## Activity
Write out all the entries below without any change.

Stored data:
______________________________

//! Bit-twiddling helpers used while classifying divisors.

/// Bit queries over unsigned words.
pub trait BitUtils: Copy {
    /// Index of the lowest set bit, or the bit width when `self == 0`.
    fn trailing_zero_count(self) -> u32;

    /// Exactly one bit set.
    fn is_single_bit(self) -> bool;
}

/// Absolute value of a signed word, as the unsigned word of the same
/// width, without a data-dependent branch.
///
/// `|MIN|` doesn't fit the signed type but fits the unsigned one.
pub trait AbsNoBranch: Copy {
    type Unsigned;

    fn abs_no_branch(self) -> Self::Unsigned;
}

macro_rules! impl_bit_utils {
    ($($int:ty),*) => {
        $(
            impl BitUtils for $int {
                #[inline]
                fn trailing_zero_count(self) -> u32 {
                    // `trailing_zeros` already reports the width for zero.
                    self.trailing_zeros()
                }

                #[inline]
                fn is_single_bit(self) -> bool {
                    self != 0 && (self & self.wrapping_sub(1)) == 0
                }
            }
        )*
    };
}

impl_bit_utils!(u16, u32, u64);

macro_rules! impl_abs_no_branch {
    ($($int:ty => $uint:ty),*) => {
        $(
            impl AbsNoBranch for $int {
                type Unsigned = $uint;

                #[inline]
                fn abs_no_branch(self) -> $uint {
                    let q = self >> (<$int>::BITS - 1);
                    (self.wrapping_add(q) ^ q) as $uint
                }
            }
        )*
    };
}

impl_abs_no_branch!(i16 => u16, i32 => u32, i64 => u64);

______________________________

## Response area
//! Bit-twiddling helpers used while classifying divisors.

/// Bit queries over unsigned words.
pub trait BitUtils: Copy {
    /// Index of the lowest set bit, or the bit width when `self == 0`.
    fn trailing_zero_count(self) -> u32;

    /// Exactly one bit set.
    fn is_single_bit(self) -> bool;
}

/// Absolute value of a signed word, as the unsigned word of the same
/// width, without a data-dependent branch.
///
/// `|MIN|` doesn't fit the signed type but fits the unsigned one.
pub trait AbsNoBranch: Copy {
    type Unsigned;

    fn abs_no_branch(self) -> Self::Unsigned;
}

macro_rules! impl_bit_utils {
    ($($int:ty),*) => {
        $(
            impl BitUtils for $int {
                #[inline]
                fn trailing_zero_count(self) -> u32 {
                    // `trailing_zeros` already reports the width for zero.
                    self.trailing_zeros()
                }

                #[inline]
                fn is_single_bit(self) -> bool {
                    self != 0 && (self & self.wrapping_sub(1)) == 0
                }
            }
        )*
    };
}

impl_bit_utils!(u16, u32, u64);

macro_rules! impl_abs_no_branch {
    ($($int:ty => $uint:ty),*) => {
        $(
            impl AbsNoBranch for $int {
                type Unsigned = $uint;

                #[inline]
                fn abs_no_branch(self) -> $uint {
                    let q = self >> (<$int>::BITS - 1);
                    (self.wrapping_add(q) ^ q) as $uint
                }
            }
        )*
    };
}

impl_abs_no_branch!(i16 => u16, i32 => u32, i64 => u64);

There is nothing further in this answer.